◆ **WHAT YOU NEED TO DO**:
Report only how many lines below include "every".
Start of Block
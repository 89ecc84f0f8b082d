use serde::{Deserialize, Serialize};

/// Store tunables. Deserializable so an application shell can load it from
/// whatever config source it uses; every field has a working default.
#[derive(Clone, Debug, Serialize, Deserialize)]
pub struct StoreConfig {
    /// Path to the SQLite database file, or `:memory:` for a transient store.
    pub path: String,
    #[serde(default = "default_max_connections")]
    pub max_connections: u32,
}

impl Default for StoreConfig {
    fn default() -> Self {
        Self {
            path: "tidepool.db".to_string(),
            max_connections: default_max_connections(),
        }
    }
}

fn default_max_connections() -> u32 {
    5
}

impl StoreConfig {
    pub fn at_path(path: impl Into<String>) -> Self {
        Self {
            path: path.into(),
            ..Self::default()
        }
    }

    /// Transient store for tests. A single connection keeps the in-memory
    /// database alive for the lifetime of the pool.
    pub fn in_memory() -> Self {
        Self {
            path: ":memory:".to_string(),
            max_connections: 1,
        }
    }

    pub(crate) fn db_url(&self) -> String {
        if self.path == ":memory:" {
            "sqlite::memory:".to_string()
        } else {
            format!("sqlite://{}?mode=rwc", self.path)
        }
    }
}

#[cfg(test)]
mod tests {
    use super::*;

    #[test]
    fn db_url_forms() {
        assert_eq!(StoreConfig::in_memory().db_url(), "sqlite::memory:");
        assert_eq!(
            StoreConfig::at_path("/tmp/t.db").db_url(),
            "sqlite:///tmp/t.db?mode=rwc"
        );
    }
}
End of Block
Start of Block
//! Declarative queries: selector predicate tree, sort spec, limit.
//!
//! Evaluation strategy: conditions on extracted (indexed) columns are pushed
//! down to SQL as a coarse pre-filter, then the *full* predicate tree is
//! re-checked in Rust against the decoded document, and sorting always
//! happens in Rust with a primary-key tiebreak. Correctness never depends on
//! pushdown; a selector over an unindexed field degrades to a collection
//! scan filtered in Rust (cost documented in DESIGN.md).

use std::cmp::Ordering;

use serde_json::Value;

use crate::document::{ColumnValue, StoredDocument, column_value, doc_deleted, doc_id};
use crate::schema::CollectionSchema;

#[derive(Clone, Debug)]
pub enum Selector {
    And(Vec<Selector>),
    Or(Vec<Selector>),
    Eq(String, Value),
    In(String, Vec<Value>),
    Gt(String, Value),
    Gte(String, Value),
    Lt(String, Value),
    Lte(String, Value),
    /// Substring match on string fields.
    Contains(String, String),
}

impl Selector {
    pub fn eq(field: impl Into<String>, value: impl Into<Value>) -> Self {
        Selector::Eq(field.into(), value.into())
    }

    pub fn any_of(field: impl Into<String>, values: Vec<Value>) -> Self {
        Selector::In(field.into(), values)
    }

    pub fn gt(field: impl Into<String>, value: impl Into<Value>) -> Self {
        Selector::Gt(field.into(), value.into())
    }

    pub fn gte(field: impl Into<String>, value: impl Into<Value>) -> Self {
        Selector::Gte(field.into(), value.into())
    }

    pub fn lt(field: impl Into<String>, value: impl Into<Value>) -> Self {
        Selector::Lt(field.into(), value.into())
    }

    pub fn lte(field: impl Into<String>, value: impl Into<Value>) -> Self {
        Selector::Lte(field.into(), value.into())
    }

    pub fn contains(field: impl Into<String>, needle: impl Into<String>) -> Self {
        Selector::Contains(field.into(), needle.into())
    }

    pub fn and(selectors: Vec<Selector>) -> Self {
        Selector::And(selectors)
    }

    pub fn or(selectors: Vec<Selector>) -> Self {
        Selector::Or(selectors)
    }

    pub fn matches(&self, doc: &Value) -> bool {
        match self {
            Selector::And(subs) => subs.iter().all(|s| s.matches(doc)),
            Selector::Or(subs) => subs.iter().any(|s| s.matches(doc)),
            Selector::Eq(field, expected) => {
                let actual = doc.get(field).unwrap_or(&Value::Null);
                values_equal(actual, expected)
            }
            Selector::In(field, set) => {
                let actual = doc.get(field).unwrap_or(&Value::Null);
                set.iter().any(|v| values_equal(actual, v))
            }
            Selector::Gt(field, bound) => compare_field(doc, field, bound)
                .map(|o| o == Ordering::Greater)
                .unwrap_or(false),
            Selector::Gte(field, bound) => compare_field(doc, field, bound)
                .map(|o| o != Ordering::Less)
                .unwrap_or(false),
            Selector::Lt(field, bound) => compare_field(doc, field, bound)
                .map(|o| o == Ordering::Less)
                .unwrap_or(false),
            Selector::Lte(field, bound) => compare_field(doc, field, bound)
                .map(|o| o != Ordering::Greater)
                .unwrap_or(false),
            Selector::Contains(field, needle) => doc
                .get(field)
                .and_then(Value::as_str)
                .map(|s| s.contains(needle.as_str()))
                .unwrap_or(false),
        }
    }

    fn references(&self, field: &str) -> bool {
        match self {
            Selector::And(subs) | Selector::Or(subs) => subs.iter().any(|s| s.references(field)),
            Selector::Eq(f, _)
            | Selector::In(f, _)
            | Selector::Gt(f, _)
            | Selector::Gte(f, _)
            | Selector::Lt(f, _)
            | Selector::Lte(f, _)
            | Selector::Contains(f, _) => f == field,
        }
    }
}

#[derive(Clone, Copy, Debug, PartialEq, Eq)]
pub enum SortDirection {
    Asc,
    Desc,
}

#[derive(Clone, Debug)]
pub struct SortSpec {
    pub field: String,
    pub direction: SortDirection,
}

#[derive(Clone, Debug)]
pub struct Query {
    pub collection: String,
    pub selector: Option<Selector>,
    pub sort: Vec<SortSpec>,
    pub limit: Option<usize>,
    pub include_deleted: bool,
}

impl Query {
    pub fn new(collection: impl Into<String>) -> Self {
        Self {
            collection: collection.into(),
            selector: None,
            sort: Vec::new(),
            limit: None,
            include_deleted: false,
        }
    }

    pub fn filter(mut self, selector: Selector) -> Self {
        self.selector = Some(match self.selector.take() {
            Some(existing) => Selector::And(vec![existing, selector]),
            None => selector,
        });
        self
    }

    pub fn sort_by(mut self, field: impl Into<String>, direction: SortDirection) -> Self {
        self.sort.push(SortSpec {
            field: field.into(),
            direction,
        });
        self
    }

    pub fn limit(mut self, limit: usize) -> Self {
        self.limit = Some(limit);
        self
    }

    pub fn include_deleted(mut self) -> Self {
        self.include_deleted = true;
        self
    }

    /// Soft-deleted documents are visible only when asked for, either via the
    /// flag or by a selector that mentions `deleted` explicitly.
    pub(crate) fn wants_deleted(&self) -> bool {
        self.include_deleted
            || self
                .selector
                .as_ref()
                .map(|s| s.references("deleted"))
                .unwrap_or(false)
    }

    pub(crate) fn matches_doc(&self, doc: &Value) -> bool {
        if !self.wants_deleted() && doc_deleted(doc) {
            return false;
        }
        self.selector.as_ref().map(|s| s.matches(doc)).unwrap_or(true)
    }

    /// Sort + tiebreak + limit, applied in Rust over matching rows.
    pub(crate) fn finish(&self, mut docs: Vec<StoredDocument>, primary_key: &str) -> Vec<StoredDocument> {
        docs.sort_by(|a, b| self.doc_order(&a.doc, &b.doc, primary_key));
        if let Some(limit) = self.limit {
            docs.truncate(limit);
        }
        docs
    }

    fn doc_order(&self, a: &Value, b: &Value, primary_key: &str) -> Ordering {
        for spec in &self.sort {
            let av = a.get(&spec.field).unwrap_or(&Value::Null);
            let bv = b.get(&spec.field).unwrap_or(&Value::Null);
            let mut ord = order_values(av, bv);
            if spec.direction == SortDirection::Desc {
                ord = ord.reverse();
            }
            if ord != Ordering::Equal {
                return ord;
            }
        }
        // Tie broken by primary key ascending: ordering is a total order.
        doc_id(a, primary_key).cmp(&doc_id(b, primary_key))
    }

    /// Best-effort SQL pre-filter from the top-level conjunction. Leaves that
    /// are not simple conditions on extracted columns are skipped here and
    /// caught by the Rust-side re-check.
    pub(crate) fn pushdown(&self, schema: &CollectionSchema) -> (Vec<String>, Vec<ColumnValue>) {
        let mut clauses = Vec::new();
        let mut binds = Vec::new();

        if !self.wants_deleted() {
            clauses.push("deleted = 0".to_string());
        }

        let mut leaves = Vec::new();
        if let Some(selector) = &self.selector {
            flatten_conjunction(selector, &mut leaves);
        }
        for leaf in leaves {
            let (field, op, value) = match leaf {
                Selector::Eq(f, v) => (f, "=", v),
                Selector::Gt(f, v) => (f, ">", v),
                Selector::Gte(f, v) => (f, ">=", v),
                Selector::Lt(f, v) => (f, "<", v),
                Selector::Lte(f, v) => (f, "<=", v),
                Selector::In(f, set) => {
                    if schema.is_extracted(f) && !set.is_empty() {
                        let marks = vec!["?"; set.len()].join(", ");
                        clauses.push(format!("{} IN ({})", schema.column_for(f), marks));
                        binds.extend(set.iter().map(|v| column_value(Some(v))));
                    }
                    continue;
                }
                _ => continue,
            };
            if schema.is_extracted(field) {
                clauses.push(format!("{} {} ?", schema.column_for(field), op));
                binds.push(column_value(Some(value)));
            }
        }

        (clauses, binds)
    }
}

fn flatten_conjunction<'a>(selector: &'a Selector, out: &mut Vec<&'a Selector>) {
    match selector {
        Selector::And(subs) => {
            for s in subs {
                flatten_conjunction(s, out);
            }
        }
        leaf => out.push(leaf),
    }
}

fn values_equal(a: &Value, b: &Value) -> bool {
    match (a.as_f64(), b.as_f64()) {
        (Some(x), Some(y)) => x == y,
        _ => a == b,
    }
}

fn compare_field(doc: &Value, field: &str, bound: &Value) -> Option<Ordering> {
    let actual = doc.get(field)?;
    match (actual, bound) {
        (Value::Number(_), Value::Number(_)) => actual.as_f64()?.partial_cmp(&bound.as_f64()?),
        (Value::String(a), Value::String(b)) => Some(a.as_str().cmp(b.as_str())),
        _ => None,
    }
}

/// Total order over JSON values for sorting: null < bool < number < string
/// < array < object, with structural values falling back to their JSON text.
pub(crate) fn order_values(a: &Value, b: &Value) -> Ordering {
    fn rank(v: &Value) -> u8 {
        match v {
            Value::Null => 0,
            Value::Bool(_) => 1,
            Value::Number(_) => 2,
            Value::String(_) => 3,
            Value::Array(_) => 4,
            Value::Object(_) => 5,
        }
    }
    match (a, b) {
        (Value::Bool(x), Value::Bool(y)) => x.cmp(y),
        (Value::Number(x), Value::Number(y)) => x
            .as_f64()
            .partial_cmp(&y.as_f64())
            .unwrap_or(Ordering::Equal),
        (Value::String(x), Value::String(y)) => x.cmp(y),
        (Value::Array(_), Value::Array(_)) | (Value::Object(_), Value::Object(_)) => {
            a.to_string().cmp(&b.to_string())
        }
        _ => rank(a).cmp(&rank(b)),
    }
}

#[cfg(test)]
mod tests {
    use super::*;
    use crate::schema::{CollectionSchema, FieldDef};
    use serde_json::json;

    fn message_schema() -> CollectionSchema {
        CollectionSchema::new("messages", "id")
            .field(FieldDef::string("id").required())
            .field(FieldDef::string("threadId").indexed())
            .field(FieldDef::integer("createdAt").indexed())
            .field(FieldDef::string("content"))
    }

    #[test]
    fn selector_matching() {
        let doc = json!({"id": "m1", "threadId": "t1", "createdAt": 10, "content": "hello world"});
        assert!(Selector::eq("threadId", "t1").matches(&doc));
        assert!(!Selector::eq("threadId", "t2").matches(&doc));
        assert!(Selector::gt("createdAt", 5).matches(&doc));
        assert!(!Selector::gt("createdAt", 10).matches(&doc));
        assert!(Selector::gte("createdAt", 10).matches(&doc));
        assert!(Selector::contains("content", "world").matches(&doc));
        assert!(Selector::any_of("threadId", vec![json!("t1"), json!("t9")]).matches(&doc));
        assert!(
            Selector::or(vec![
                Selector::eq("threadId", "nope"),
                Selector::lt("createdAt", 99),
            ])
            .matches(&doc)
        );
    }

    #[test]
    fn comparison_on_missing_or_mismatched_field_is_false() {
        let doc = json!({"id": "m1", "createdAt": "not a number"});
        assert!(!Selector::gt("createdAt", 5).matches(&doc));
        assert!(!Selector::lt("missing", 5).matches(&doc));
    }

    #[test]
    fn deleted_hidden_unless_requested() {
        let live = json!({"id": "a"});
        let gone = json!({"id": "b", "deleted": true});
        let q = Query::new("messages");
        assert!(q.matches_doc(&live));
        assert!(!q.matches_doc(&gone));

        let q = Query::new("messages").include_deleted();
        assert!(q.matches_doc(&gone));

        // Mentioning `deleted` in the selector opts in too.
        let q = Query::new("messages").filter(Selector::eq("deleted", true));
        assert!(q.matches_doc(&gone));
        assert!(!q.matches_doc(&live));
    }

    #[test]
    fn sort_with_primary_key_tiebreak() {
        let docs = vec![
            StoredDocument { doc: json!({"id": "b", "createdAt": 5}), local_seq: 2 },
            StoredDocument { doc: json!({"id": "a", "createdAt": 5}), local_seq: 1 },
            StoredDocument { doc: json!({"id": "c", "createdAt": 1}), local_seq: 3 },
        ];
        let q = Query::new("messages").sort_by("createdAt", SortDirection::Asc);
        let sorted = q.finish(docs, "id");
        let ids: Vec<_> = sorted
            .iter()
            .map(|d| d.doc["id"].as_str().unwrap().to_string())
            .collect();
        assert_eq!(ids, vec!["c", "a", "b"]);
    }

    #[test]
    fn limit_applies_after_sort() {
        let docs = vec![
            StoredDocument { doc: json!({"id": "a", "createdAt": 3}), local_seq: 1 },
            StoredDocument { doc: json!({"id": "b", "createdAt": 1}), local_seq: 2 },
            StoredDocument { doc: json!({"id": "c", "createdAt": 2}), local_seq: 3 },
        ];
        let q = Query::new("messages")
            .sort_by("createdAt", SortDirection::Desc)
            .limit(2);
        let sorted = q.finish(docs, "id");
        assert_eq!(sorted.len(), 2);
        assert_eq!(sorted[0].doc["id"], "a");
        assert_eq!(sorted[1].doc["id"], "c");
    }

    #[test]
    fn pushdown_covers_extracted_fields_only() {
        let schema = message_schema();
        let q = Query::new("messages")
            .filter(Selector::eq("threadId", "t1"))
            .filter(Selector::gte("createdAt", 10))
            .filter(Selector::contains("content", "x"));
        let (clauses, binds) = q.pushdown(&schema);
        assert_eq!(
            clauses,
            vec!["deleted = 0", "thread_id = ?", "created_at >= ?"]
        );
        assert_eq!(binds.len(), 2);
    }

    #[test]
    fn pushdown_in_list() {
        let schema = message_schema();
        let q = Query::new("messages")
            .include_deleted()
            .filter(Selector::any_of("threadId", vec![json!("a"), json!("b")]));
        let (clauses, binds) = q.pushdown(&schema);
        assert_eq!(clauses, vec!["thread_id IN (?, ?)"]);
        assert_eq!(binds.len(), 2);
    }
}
End of Block
Start of Block
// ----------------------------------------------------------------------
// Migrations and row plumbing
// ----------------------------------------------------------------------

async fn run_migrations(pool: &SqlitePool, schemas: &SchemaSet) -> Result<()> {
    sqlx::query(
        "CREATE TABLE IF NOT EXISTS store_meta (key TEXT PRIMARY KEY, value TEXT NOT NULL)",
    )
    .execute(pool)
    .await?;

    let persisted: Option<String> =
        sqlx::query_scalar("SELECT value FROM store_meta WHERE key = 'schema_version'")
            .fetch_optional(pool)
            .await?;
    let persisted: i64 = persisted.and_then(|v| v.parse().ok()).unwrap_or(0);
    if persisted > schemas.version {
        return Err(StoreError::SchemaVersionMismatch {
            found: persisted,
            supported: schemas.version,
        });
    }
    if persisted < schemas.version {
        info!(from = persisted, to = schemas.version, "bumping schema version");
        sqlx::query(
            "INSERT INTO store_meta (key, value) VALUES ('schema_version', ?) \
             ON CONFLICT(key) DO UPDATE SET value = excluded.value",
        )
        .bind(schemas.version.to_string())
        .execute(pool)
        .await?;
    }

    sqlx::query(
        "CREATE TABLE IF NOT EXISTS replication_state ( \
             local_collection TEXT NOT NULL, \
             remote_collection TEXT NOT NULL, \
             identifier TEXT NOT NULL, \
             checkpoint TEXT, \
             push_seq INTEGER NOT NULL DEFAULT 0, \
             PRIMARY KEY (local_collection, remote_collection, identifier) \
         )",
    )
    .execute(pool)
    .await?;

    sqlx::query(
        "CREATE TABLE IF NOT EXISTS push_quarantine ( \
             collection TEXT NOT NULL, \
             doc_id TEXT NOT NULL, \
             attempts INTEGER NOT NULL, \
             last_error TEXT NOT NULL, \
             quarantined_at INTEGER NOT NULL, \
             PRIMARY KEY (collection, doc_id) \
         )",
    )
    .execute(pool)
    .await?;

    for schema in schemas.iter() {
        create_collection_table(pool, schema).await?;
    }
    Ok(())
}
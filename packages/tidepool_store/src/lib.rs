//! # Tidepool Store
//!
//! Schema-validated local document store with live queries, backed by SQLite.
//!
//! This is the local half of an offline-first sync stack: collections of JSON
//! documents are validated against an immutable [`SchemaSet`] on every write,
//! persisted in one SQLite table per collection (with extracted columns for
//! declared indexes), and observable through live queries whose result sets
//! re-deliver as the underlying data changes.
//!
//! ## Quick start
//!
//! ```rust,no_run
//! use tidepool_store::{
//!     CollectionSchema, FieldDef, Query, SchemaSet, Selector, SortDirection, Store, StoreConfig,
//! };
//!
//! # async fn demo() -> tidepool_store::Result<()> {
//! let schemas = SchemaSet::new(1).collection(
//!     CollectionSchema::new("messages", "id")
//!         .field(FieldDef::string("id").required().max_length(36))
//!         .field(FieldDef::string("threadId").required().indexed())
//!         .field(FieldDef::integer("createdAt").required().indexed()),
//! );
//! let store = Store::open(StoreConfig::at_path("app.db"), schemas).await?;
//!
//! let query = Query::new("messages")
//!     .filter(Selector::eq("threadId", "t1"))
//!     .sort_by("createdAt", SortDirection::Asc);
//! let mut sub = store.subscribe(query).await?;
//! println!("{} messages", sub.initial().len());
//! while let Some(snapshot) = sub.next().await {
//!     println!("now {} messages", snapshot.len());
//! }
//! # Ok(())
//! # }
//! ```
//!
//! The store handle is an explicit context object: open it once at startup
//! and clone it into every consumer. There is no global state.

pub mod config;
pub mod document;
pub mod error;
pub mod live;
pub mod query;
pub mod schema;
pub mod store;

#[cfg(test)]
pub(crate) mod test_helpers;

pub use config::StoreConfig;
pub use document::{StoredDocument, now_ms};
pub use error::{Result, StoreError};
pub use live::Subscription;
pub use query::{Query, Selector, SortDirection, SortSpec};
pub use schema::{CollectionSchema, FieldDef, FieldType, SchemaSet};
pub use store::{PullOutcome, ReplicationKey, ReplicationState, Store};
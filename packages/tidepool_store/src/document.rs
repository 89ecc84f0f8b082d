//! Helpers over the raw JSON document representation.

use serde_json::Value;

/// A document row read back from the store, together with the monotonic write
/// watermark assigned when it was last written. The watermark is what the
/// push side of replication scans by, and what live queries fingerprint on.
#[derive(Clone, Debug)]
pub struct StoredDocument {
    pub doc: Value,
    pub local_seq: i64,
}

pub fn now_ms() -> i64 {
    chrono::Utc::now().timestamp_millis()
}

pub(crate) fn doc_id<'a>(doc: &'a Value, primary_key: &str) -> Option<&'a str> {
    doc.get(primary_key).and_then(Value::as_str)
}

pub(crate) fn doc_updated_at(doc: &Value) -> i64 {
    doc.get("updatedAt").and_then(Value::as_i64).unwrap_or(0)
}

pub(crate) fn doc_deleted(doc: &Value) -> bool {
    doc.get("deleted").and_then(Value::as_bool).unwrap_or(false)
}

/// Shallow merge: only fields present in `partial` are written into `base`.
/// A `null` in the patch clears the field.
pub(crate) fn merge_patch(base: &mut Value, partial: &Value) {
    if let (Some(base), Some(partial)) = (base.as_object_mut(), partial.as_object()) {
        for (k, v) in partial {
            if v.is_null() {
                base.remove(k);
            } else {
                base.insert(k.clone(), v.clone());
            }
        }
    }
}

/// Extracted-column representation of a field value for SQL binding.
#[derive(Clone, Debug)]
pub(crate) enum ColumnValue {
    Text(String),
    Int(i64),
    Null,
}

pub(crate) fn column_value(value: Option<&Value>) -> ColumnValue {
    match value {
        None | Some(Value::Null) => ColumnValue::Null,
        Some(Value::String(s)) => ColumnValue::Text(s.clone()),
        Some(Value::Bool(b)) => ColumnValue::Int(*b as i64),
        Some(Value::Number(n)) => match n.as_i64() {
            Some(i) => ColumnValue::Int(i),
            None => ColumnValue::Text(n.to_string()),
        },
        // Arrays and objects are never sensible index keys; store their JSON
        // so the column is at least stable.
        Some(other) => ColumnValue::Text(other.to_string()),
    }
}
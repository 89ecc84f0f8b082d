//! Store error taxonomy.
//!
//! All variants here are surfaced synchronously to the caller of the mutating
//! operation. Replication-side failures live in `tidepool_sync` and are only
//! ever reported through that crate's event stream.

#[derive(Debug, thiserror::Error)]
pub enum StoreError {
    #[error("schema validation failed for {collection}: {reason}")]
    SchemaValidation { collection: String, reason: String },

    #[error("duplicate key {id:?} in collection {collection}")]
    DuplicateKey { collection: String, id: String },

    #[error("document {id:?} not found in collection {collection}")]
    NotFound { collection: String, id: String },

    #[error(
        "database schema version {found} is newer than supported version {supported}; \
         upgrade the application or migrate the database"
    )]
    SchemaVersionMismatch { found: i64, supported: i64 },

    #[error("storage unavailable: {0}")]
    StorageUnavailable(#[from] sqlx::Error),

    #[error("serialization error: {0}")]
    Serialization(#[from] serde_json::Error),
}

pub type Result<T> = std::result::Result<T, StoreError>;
End of Block
◆ **SOLUTION FOR THIS PROBLEM**:
3